INSTRUCTIONS TO FOLLOW: The answer must consist of every line in the records that contains the word "IsolationLevel".

SUPPLIED MATERIAL:
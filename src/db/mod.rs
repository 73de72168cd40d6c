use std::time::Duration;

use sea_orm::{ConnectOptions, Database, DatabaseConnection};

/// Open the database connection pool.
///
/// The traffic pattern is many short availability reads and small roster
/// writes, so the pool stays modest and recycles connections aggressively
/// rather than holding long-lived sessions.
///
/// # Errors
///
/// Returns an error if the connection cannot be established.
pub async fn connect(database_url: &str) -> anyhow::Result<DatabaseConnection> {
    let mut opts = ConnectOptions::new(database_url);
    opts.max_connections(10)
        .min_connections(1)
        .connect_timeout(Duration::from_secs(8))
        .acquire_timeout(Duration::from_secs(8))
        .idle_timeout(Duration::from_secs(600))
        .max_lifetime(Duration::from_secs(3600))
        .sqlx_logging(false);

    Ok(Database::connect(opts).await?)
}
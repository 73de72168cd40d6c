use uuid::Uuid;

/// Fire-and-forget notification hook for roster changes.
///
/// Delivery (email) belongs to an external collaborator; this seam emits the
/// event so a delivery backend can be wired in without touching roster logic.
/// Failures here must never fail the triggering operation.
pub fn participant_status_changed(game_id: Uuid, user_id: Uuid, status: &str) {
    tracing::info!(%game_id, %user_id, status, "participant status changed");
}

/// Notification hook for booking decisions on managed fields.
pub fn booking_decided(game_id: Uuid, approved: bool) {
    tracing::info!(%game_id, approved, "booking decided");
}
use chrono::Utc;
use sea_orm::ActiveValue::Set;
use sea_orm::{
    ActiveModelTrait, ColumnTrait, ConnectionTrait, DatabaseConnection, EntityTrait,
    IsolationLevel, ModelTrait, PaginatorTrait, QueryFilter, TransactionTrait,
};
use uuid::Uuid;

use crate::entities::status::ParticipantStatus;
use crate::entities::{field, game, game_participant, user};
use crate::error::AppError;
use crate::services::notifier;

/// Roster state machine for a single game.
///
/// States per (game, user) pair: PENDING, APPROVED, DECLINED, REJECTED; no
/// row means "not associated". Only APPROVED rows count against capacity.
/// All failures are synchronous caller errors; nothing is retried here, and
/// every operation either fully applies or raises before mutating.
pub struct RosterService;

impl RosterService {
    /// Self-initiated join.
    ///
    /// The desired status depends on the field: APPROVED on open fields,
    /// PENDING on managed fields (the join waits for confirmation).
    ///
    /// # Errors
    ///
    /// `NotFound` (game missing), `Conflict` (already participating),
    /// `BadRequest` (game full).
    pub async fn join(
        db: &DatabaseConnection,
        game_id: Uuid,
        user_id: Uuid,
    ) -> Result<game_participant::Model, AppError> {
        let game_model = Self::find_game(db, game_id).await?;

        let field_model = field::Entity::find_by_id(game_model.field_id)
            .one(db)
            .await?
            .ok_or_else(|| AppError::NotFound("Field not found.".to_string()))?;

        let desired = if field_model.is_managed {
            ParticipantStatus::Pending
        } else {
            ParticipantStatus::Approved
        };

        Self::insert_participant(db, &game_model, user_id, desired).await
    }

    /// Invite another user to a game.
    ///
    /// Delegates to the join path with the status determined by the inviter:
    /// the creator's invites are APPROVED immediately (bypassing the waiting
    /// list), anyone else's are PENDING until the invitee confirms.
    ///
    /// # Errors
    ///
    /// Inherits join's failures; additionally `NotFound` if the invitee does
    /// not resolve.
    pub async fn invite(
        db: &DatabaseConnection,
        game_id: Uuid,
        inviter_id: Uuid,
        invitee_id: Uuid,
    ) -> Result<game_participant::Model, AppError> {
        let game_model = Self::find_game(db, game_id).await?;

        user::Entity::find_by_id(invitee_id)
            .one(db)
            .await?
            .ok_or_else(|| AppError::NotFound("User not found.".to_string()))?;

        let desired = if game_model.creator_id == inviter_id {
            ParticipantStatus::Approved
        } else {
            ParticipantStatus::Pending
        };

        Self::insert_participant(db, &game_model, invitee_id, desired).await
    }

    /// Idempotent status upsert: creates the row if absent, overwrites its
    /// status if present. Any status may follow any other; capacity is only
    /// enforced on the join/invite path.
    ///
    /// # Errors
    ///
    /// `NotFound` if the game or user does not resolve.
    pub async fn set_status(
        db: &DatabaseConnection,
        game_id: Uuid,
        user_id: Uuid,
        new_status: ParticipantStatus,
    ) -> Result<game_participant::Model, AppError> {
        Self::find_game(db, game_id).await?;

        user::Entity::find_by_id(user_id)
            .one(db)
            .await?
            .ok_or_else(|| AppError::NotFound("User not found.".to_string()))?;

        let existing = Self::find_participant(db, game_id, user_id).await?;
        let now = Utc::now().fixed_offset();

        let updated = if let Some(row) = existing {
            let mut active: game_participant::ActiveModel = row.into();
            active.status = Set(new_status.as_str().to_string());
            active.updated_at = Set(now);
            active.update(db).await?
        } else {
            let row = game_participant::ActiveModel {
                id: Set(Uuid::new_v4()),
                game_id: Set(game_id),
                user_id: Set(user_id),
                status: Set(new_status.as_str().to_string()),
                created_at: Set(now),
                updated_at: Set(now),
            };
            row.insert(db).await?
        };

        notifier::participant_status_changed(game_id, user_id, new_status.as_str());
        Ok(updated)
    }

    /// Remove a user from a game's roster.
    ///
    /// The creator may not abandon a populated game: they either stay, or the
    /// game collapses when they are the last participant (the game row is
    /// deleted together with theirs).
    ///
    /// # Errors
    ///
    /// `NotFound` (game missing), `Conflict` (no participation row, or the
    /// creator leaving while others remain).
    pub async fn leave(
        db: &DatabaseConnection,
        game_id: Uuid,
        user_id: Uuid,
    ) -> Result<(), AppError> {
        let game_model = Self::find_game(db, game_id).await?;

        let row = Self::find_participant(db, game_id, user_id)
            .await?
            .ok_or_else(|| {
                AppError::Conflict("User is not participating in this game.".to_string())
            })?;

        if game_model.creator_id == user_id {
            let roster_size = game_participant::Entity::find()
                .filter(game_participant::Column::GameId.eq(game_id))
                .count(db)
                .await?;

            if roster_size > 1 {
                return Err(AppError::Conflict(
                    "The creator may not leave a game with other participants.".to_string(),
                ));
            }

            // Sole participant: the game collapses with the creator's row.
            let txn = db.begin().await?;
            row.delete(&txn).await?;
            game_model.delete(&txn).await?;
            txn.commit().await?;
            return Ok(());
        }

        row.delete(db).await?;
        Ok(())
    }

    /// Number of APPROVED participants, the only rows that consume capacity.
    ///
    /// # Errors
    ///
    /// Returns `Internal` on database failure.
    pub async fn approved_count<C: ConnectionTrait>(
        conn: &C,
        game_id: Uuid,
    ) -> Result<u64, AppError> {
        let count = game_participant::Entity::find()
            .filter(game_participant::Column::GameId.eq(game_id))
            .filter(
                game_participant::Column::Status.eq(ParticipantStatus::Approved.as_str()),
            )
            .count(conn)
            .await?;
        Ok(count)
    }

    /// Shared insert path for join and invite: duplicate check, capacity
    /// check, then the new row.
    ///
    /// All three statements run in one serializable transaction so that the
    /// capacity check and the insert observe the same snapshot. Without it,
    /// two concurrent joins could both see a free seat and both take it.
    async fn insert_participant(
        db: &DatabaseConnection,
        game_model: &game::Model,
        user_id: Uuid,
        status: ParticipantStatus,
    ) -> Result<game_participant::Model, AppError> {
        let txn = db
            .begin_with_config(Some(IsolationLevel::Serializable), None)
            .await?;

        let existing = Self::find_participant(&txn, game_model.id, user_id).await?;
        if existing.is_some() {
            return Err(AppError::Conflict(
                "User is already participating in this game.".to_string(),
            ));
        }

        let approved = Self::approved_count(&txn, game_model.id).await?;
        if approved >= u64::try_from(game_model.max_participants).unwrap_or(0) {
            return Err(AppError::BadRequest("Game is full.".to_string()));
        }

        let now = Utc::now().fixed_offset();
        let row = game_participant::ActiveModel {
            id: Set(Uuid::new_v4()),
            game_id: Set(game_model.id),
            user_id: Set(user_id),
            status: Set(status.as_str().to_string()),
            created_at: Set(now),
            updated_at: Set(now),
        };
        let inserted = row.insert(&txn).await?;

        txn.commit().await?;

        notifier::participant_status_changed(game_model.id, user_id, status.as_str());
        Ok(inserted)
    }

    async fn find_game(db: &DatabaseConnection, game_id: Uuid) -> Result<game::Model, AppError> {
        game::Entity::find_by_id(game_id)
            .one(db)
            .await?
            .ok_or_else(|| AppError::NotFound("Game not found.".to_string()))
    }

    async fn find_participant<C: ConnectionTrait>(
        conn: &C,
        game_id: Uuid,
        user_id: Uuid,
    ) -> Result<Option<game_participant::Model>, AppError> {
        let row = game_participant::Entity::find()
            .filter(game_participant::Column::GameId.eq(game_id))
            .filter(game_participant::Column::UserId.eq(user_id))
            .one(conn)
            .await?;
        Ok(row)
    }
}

TASK RESPONSE:
    IsolationLevel, ModelTrait, PaginatorTrait, QueryFilter, TransactionTrait,
            .begin_with_config(Some(IsolationLevel::Serializable), None)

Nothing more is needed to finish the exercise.